Потоцкий похлопал себя по карманам кителя и брюк, потом вспомнил, что серебряный портсигар его час назад отобрали номаховцы перед тем, как посадить в погреб, и разочарованно поморщился.
– Юнкер, вы знаете, что нас расстреляют?
– Я ополченец. Знаю.
– У меня есть план. Даже скорее полплана. Не ахти, но все-таки…
– И что вы выдумали?
– Попробую спасти себя и вас. – Потоцкий в задумчивости принялся сгибать пальцы на левой руке. Каждый хрустнул. – Пять. Это к удаче, – отметил он. – В общем, план такой. Я говорю, что являюсь агентом красных. И знает меня только начальник контрразведки дыбенковской дивизии. Как его?.. Шейнман. Только он. Шейнман сейчас, по нашим данным, тяжело ранен. Поэтому разбирательство затянется. На неделю, может, на две, не знаю. В нашем положении и за полчаса спасибо скажешь. У Номаха с красными сейчас мир и прочее «в человецех благоволение». Сразу расстрелять не должны. Станут запрашивать Дыбенко и Шейнмана. И тем временем вытягивать из меня, что я знаю.
– И при чем тут я?
– Я скажу, что вы были главным моим осведомителем, поскольку являетесь племянником Слащева и состоите при нем ординарцем.
– Что? Осведомителем?
– Не кипятитесь. Я скажу, что вы невольно, по дружбе, выбалтывали мне все, что слышали и видели в штабе. Я вступлюсь за вас, понимаете? Попрошу сохранить вам жизнь. Вам сколько, шестнадцать? Семнадцать? Вот видите. Думаю, на время разбирательства вас тоже пощадят. А там… Жизнь непредсказуема. Будем искать шанса сбежать. Почти уверен, найдем. Это же номаховщина, бардак…
– Я правильно понимаю, что вы предлагаете мне рассказать все, что я знаю о положении дел в дивизии?
– Так точно.
– Но я почти ничего не знаю, я ополченец.
– Ерунда, я расскажу вам все, что нужно знать.
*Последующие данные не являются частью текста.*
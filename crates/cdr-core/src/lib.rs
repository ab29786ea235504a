//! CDR Failed-Call Triage Core Library
//!
//! This library provides the ingestion and reporting engine:
//! - Field schema and record decoding for CUCM CDR files
//! - Failure classification and content fingerprints
//! - File sources, the ingestion pipeline, and reports
//! - Retention sweeps over the store and report artifacts
//! - Configuration, logging, and exit codes for the CLI
//!
//! The binary entry point is in `main.rs`.

pub mod classify;
pub mod config;
pub mod decode;
pub mod error;
pub mod exit_codes;
pub mod fetch;
pub mod fields;
pub mod fingerprint;
pub mod generate;
pub mod ingest;
pub mod logging;
pub mod pipeline;
pub mod report;
pub mod sweep;

pub use error::{Error, Result};
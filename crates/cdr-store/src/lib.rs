//! Persistence for CDR failed-call triage.
//!
//! - [`store`]: the [`CallStore`] contract and its SQLite implementation
//! - [`aggregate`]: windowed statistics over stored failed calls
//! - [`retention`]: TTL enforcement for report artifacts

pub mod aggregate;
pub mod error;
pub mod retention;
pub mod schema;
pub mod store;

pub use error::{Result, StoreError};
pub use retention::{RetentionConfig, RetentionEnforcer, RetentionError, RetentionEvent};
pub use store::{CallStore, SqliteStore};
//! Semantic validation for the triage configuration.
//!
//! Serde checks shape and types; this module checks that values make sense
//! (positive windows, usable prefixes, distinct paths).

use thiserror::Error;

use super::Config;

/// Longest analysis window accepted, in hours (one year).
pub const MAX_WINDOW_HOURS: u32 = 24 * 366;

/// Errors that can occur during semantic validation.
#[derive(Debug, Error, PartialEq, Eq)]
pub enum ValidationError {
    #[error("hours_to_analyze must be in 1..={max} (got {value})")]
    WindowRange { value: u32, max: u32 },

    #[error("retention_days must be at least 1 (got {value})")]
    RetentionNonPositive { value: u32 },

    #[error("file_prefix must not be empty")]
    EmptyPrefix,

    #[error("file_prefix must not contain a path separator (got {value:?})")]
    PrefixHasSeparator { value: String },

    #[error("{field} must not be empty")]
    EmptyPath { field: &'static str },

    #[error("database_path must not be inside report_output_dir (retention would sweep it)")]
    DatabaseInReportDir,
}

/// Validate a loaded configuration.
pub fn validate_config(config: &Config) -> Result<(), ValidationError> {
    if config.hours_to_analyze == 0 || config.hours_to_analyze > MAX_WINDOW_HOURS {
        return Err(ValidationError::WindowRange {
            value: config.hours_to_analyze,
            max: MAX_WINDOW_HOURS,
        });
    }

    if config.retention_days == 0 {
        return Err(ValidationError::RetentionNonPositive {
            value: config.retention_days,
        });
    }

    if config.file_prefix.is_empty() {
        return Err(ValidationError::EmptyPrefix);
    }
    if config.file_prefix.contains(|c: char| c == '/' || c == '\\') {
        return Err(ValidationError::PrefixHasSeparator {
            value: config.file_prefix.clone(),
        });
    }

    for (field, path) in [
        ("inbox_dir", &config.inbox_dir),
        ("database_path", &config.database_path),
        ("report_output_dir", &config.report_output_dir),
    ] {
        if path.as_os_str().is_empty() {
            return Err(ValidationError::EmptyPath { field });
        }
    }

    if config.database_path.starts_with(&config.report_output_dir) {
        return Err(ValidationError::DatabaseInReportDir);
    }

    Ok(())
}
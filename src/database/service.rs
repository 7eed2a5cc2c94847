//! Database service layer
//!
//! Bundles the repositories over one connection pool so services and tests
//! can be wired from a single handle.

use crate::database::{
    DatabasePool, EventRepository, ParticipantRepository, RegistrationRepository, TicketRepository,
};

#[derive(Debug, Clone)]
pub struct DatabaseService {
    pub events: EventRepository,
    pub tickets: TicketRepository,
    pub participants: ParticipantRepository,
    pub registrations: RegistrationRepository,
}

impl DatabaseService {
    pub fn new(pool: DatabasePool) -> Self {
        Self {
            events: EventRepository::new(pool.clone()),
            tickets: TicketRepository::new(pool.clone()),
            participants: ParticipantRepository::new(pool.clone()),
            registrations: RegistrationRepository::new(pool),
        }
    }
}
– И это будет правда? Правда о том, где находятся войска, сколько боеприпасов, каков боевой дух?
– Да.
– Но… Это же предательство!
– Если мы хотим, чтобы нам поверили, нужно рассказать правду. Мы не знаем, что известно им, поэтому надо быть, как это ни прискорбно, максимально честными.
Воск осташинского лица стал еще прозрачней.
– Это предательство!
– Вы жить хотите? Как вас зовут, кстати?
– Модест.
– Вот, Модест, вы жить хотите?
– Не такой же ценой!
– Другой нет.
– Я… Я не буду. А вы делайте, что хотите. Мне все равно.
– Я пытаюсь спасти вас. Вы что, не видите?
– Не такой же ценой! – чуть не закричал Модест.
– Давайте обойдемся без истерик, ладно? Вы хорошо подумали? Подумайте еще раз. Я искренне прошу вас, – пристально глядя ему в глаза, попросил офицер.
Руки Осташина дрожали, он отодвинулся от Потоцкого.
– Нет! Я же сказал уже.
– Вы совсем молоды. Вас ждет мать. Неужели вам не жалко ее слез? Ее здоровья? Отец. Вспомните о нем. Как они, ваши родители, переживут вашу гибель?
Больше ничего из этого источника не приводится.